Sustainable healthy diet and yogurt Yogurt is a nutrient dense food

Yogurt, nutrient-density and climate? Any link?

nutrient dense food and climate change

Nutrient dense food for growing population needs

The growing worldwide population challenges worldwide food supplies. Nutrient-dense foods are crucial to support nutrient security in the future and yogurt contains high-quality proteins, a decisive macronutrient in this matter.

Consequently, the demand for yogurt and milk products is rising and the Food & Agricultural Organization (FOA) estimates that the demand for milk will increase from currently 700 to over 1000 billion kg in 2050.

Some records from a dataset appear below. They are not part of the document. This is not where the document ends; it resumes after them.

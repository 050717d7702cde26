pub(crate) mod composite;
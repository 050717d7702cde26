use proptest::prelude::*;

use super::*;

fn solid(w: u32, h: u32) -> image::RgbaImage {
    image::RgbaImage::from_pixel(w, h, image::Rgba([200, 10, 10, 255]))
}

fn cfg(mode: ResizeMode, max_width: Option<u32>, max_height: Option<u32>) -> CompositionConfig {
    CompositionConfig {
        resize_mode: mode,
        max_width,
        max_height,
        ..CompositionConfig::default()
    }
}

#[test]
fn no_bounds_is_a_noop() {
    assert_eq!(scaled_dimensions(Size::new(10, 20), None, None).unwrap(), None);
}

#[test]
fn tighter_bound_wins() {
    // 200x100 into 100x100: width ratio 0.5 < height ratio 1.0
    assert_eq!(
        scaled_dimensions(Size::new(200, 100), Some(100), Some(100)).unwrap(),
        Some(Size::new(100, 50))
    );
    // 100x200 into 100x100: height ratio wins
    assert_eq!(
        scaled_dimensions(Size::new(100, 200), Some(100), Some(100)).unwrap(),
        Some(Size::new(50, 100))
    );
}

#[test]
fn single_bound_can_upscale() {
    assert_eq!(
        scaled_dimensions(Size::new(10, 20), Some(30), None).unwrap(),
        Some(Size::new(30, 60))
    );
    assert_eq!(
        scaled_dimensions(Size::new(3, 7), None, Some(10)).unwrap(),
        Some(Size::new(4, 10))
    );
}

#[test]
fn zero_bound_leaves_image_unchanged() {
    assert_eq!(scaled_dimensions(Size::new(10, 20), Some(0), None).unwrap(), None);
    assert_eq!(
        scaled_dimensions(Size::new(10, 20), Some(50), Some(0)).unwrap(),
        None
    );
}

#[test]
fn dimensions_never_collapse_to_zero() {
    assert_eq!(
        scaled_dimensions(Size::new(1000, 1), Some(10), None).unwrap(),
        Some(Size::new(10, 1))
    );
}

#[test]
fn oversized_upscale_is_invalid_config() {
    let err = scaled_dimensions(Size::new(1, u32::MAX), Some(2), None).unwrap_err();
    assert!(matches!(err, ConcatError::InvalidConfig(_)));
}

#[test]
fn unchanged_size_skips_resampling() {
    let img = solid(40, 30);
    let out = scale_to_fit(img.clone(), Some(40), None).unwrap();
    assert_eq!(out, img);
}

#[test]
fn fit_max_without_bounds_returns_input_untouched() {
    let images = vec![solid(10, 10), solid(30, 5)];
    let out = apply_resize_mode(images.clone(), &cfg(ResizeMode::FitMax, None, None)).unwrap();
    assert_eq!(out, images);
}

#[test]
fn fit_max_scales_each_image_independently() {
    let images = vec![solid(200, 100), solid(50, 50)];
    let out =
        apply_resize_mode(images, &cfg(ResizeMode::FitMax, Some(100), Some(100))).unwrap();
    assert_eq!(out[0].dimensions(), (100, 50));
    assert_eq!(out[1].dimensions(), (100, 100));
}

#[test]
fn match_width_uses_the_widest_image() {
    let images = vec![solid(40, 50), solid(40, 80), solid(40, 60)];
    let out =
        apply_resize_mode(images.clone(), &cfg(ResizeMode::MatchWidth, None, None)).unwrap();
    assert_eq!(out, images);

    let images = vec![solid(20, 10), solid(40, 10)];
    let out = apply_resize_mode(images, &cfg(ResizeMode::MatchWidth, None, None)).unwrap();
    assert_eq!(out[0].dimensions(), (40, 20));
    assert_eq!(out[1].dimensions(), (40, 10));
}

#[test]
fn none_mode_ignores_bounds() {
    let images = vec![solid(500, 500)];
    let out = apply_resize_mode(images, &cfg(ResizeMode::None, Some(10), Some(10))).unwrap();
    assert_eq!(out[0].dimensions(), (500, 500));
}

proptest! {
    #![proptest_config(ProptestConfig::with_cases(64))]

    #[test]
    fn match_height_hits_target_and_keeps_aspect(
        dims in prop::collection::vec((1u32..=2000, 1u32..=2000), 1..6)
    ) {
        let target = dims.iter().map(|&(_, h)| h).max().unwrap();
        for &(w, h) in &dims {
            let out = scaled_dimensions(Size::new(w, h), None, Some(target))
                .unwrap()
                .unwrap_or(Size::new(w, h));
            prop_assert_eq!(out.height, target);
            let exact = f64::from(w) * f64::from(target) / f64::from(h);
            prop_assert!((f64::from(out.width) - exact).abs() <= 1.0);
        }
    }

    #[test]
    fn fit_max_never_exceeds_both_bounds(
        w in 1u32..=4000, h in 1u32..=4000, mw in 1u32..=1000, mh in 1u32..=1000
    ) {
        let out = scaled_dimensions(Size::new(w, h), Some(mw), Some(mh))
            .unwrap()
            .unwrap_or(Size::new(w, h));
        prop_assert!(out.width <= mw.max(1));
        prop_assert!(out.height <= mh.max(1));
        prop_assert!(out.width == mw || out.height == mh);
    }
}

In this context, improving efficiency in the dairy chain requires a nutritional and environmental impact by increased productivity of dairy cows for protein-rich milk and reduced greenhouse gas emissions while processing.

According to a Dutch research, cows are efficient convertors of human-inedible resources (low-quality proteins in grains and soy) into nutrient-dense milk and yogurt, containing essential micro-nutrients and high-quality proteins. The energy and protein efficiency of a dairy cow is already up to 25% with a return of 400% for the human-edible part.

Healthy diets and climate impact

Anyhow, the question of climate impact remains. Healthy diets can be achieved through various food combinations, which are associated with different environmental impacts, like greenhouse gas emission (GHGE).

A Danish study highlights the importance of examining these GHGE and nutritional status together when considering future dietary recommendations for a sustainable diet.

The GHGE and nutritional status of 8 different dietary scenarios (with different quantity of dairy products) were estimate, based on data of 71 highly consumed foods. For solid food items, an index was used to estimate nutrient density in relation to nutritional recommendation and climate impact: the Nutrient Density of Climate Impact (NDCI) index. NDCI index is calculated as the nutrient density divided by the CO2e for 100 g of food items. High NDCI index values were those with the highest nutrient density scores in relation to the GHGE.

The estimated GHGE for the average-dairy and non-dairy diets ranged from 4,340 to 4,826 g CO2e per day, with the highest GHGE in cheese-products and lowest GHGE in milk-products. For soy drink, the estimated values were 3,620 g CO2e per day. For the vegetarian and vegan diets, the estimated GHGE were 3,063 and 2,414 g CO2e per day, respectively.

However, when using the NDCI index (combining nutritional value and climate impact), the ranking of food items changes. Values for animal-based and plant-based products are more similar. This study shows that reducing consumption of food items with high or relative high GHGE is not necessarily the best approach to decreasing diet-related GHGE. If a product is replaced by food with lower energy density, the quantity needed to compensate for the caloric loss is greater than the quantity removed. This may result in a higher diet-related GHGE despite the lower GHGE per kg of the substituted product.

When optimizing a diet with regard to sustainability, it is crucial to account for the nutritional value and not solely focus on impact per kg product.